There’s plenty of unknown, though. While Flacco played just 30 snaps in the preseason — Derek Carr played just six — the starting offense didn’t score a touchdown in two games. A healthy Emmanuel Sanders and Phillip Lindsay, who each finished last year on injured reserve, should help Flacco’s cause.
How will Antonio Brown’s absence impact the game?
When the Raiders released Brown on Saturday, it rid the Broncos of perhaps Oakland’s biggest threat.
But it also clouded the Raiders’ plan of attack.
Will Oakland target tight end Darren Waller more than originally planned? Will rookie running back Josh Jacobs pick up more carries? Or will wide receiver Tyrell Williams simply slide into the spot Brown held until earlier this week?
There’s no sure way to tell — and that makes Vic Fangio and Defensive Coordinator Ed Donatell’s job a little harder.
The game will start, though, with stopping the run.
“It’s vital,” Fangio said Saturday. “The back [Jacobs] is really good, [a] first-round pick.

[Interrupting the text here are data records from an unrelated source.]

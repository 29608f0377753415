//! Checkpoint data structures.
//!
//! A [`Checkpoint`] is the full resumable picture of a thread after one
//! superstep. [`CheckpointMetadata`] records how it came to be, and
//! [`CheckpointConfig`] addresses it.

use chrono::{DateTime, Utc};
use serde::{Deserialize, Serialize};
use serde_json::Value;
use std::collections::{BTreeMap, HashMap};

/// Unique checkpoint identifier
pub type CheckpointId = String;

/// Current checkpoint format version
pub const CHECKPOINT_VERSION: u32 = 1;

/// A task scheduled for the next superstep.
///
/// Tasks created by a `Send` carry the partial state that overlays the parent
/// state for that branch only.
#[derive(Debug, Clone, PartialEq, Serialize, Deserialize)]
pub struct PendingTask {
    /// Node to run
    pub node: String,

    /// Partial state overlaid on the parent state for a `Send` branch
    #[serde(default, skip_serializing_if = "Option::is_none")]
    pub overlay: Option<Value>,

    /// Execution-tree id of the task that scheduled this one
    #[serde(default, skip_serializing_if = "Option::is_none")]
    pub parent_trace: Option<String>,
}

impl PendingTask {
    /// Plain task for `node`
    pub fn new(node: impl Into<String>) -> Self {
        Self {
            node: node.into(),
            overlay: None,
            parent_trace: None,
        }
    }

    /// Fan-out task carrying a partial state overlay
    pub fn with_overlay(mut self, overlay: Value) -> Self {
        self.overlay = Some(overlay);
        self
    }

    /// Record which task scheduled this one
    pub fn with_parent_trace(mut self, parent: impl Into<String>) -> Self {
        self.parent_trace = Some(parent.into());
        self
    }

    /// Whether this task is a `Send` branch
    pub fn is_branch(&self) -> bool {
        self.overlay.is_some()
    }
}

/// Snapshot of a thread after a superstep
#[derive(Debug, Clone, Serialize, Deserialize)]
pub struct Checkpoint {
    /// Format version
    pub v: u32,

    /// Checkpoint id (uuid v4)
    pub id: CheckpointId,

    /// Creation time
    pub ts: DateTime<Utc>,

    /// Merged state values
    pub values: Value,

    /// Tasks for the next superstep. Empty once the run has finished.
    #[serde(default)]
    pub pending: Vec<PendingTask>,

    /// Number of completed supersteps
    #[serde(default)]
    pub step: usize,

    /// Failures recorded per node across the whole thread
    #[serde(default)]
    pub retry_counts: BTreeMap<String, u32>,

    /// Nodes the run halted before, when it stopped at an interrupt
    #[serde(default)]
    pub interrupted_before: Vec<String>,
}

impl Checkpoint {
    /// Fresh checkpoint holding `values` with nothing scheduled
    pub fn new(values: Value) -> Self {
        Self {
            v: CHECKPOINT_VERSION,
            id: uuid::Uuid::new_v4().to_string(),
            ts: Utc::now(),
            values,
            pending: Vec::new(),
            step: 0,
            retry_counts: BTreeMap::new(),
            interrupted_before: Vec::new(),
        }
    }

    /// Set the tasks for the next superstep
    pub fn with_pending(mut self, pending: Vec<PendingTask>) -> Self {
        self.pending = pending;
        self
    }

    /// Set the superstep counter
    pub fn with_step(mut self, step: usize) -> Self {
        self.step = step;
        self
    }

    /// Carry failure counters forward
    pub fn with_retry_counts(mut self, retry_counts: BTreeMap<String, u32>) -> Self {
        self.retry_counts = retry_counts;
        self
    }

    /// Mark the checkpoint as halted before `nodes`
    pub fn with_interrupt(mut self, nodes: Vec<String>) -> Self {
        self.interrupted_before = nodes;
        self
    }

    /// Copy with a new id and timestamp, used when forking a successor
    pub fn successor(&self) -> Self {
        let mut next = self.clone();
        next.id = uuid::Uuid::new_v4().to_string();
        next.ts = Utc::now();
        next
    }

    /// Nodes scheduled next, deduplicated in schedule order
    pub fn next_nodes(&self) -> Vec<String> {
        let mut next: Vec<String> = Vec::new();
        for task in &self.pending {
            if !next.contains(&task.node) {
                next.push(task.node.clone());
            }
        }
        next
    }

    /// True when nothing is left to run
    pub fn is_finished(&self) -> bool {
        self.pending.is_empty()
    }
}

/// What produced a checkpoint
#[derive(Debug, Clone, Copy, PartialEq, Eq, Serialize, Deserialize)]
#[serde(rename_all = "lowercase")]
pub enum CheckpointSource {
    /// Created from run input
    Input,
    /// Created inside the superstep loop
    Loop,
    /// Created by a manual `update_state`
    Update,
}

/// Metadata stored next to a checkpoint
#[derive(Debug, Clone, Serialize, Deserialize)]
pub struct CheckpointMetadata {
    /// Source of the checkpoint
    pub source: CheckpointSource,

    /// Superstep that produced it
    pub step: usize,

    /// Per-node patches written during that superstep
    #[serde(default, skip_serializing_if = "Option::is_none")]
    pub writes: Option<Value>,

    /// Free-form extras
    #[serde(flatten)]
    pub extra: HashMap<String, Value>,
}

impl CheckpointMetadata {
    /// Metadata for an input checkpoint at step 0
    pub fn new() -> Self {
        Self {
            source: CheckpointSource::Input,
            step: 0,
            writes: None,
            extra: HashMap::new(),
        }
    }

    pub fn with_source(mut self, source: CheckpointSource) -> Self {
        self.source = source;
        self
    }

    pub fn with_step(mut self, step: usize) -> Self {
        self.step = step;
        self
    }

    pub fn with_writes(mut self, writes: Value) -> Self {
        self.writes = Some(writes);
        self
    }

    pub fn with_extra(mut self, key: impl Into<String>, value: Value) -> Self {
        self.extra.insert(key.into(), value);
        self
    }
}

impl Default for CheckpointMetadata {
    fn default() -> Self {
        Self::new()
    }
}

/// Addresses a thread, and optionally one checkpoint inside it
#[derive(Debug, Clone, Default, PartialEq, Serialize, Deserialize)]
pub struct CheckpointConfig {
    pub thread_id: Option<String>,
    pub checkpoint_id: Option<CheckpointId>,
}

impl CheckpointConfig {
    pub fn new() -> Self {
        Self::default()
    }

    /// Config pointing at the latest checkpoint of `thread_id`
    pub fn for_thread(thread_id: impl Into<String>) -> Self {
        Self {
            thread_id: Some(thread_id.into()),
            checkpoint_id: None,
        }
    }

    pub fn with_checkpoint_id(mut self, checkpoint_id: CheckpointId) -> Self {
        self.checkpoint_id = Some(checkpoint_id);
        self
    }
}

/// A checkpoint together with its address and metadata
#[derive(Debug, Clone)]
pub struct CheckpointTuple {
    pub config: CheckpointConfig,
    pub checkpoint: Checkpoint,
    pub metadata: CheckpointMetadata,
    pub parent_config: Option<CheckpointConfig>,
}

He’s a slasher. He’ll cut it back. He can ram it up in there. He’s hard to tackle in the open field. Defending the run is going to be critical.”
Fangio said the team will otherwise approach the game as they have all week.
“It’s just as if he was on the inactive list or suspended list or was hurt,” Fangio said. “We just have to go out there and play their team. They have a good team. They’ve made a lot of revisions to their team with a lot of acquisitions from the draft and free agency. It’s going to be a hell of a test out there for us.”
There will be at least some degree of guessing from the Broncos, though. That’s always the case in the opener, Fangio explained.
“Their offensive coaching staff stayed the same, but they have a lot of new players,” Fangio said. “… There are a lot of guys that you know you’re going to be playing against that aren’t on the tape, so that makes it challenging.”
How does Vic Fangio handle his first big test?
In more than two decades as a defensive coordinator, Fangio has almost exclusively coached from the coaching box.
“If you guys ever get offered to watch the game from the sidelines, decline it,” Fangio told the media in early August. “You’ve got a better view from where you’re at.”
Now, as a head coach, Fangio will be on the sideline. During the preseason, Fangio experimented with where to stand to gain the best vantage point. If he found it, the media wasn’t told. Fangio did, though, say he wanted as much information as possible.
“You just don’t see as much and I’m used to seeing everything,” Fangio said in late August. “I want everything. I want all the meatballsand the pasta.”
There’s more to the adjustment than Fangio’s ability to call defensive plays from the sideline. The first-time head coach also must manage timeouts, challenges and when to take risks. If an early opportunity for a fourth-down try becomes available, will Fangio pull the trigger? How will he fare when tossing his red challenge flag?
In a close game, Fangio’s game-management skills could play a major factor.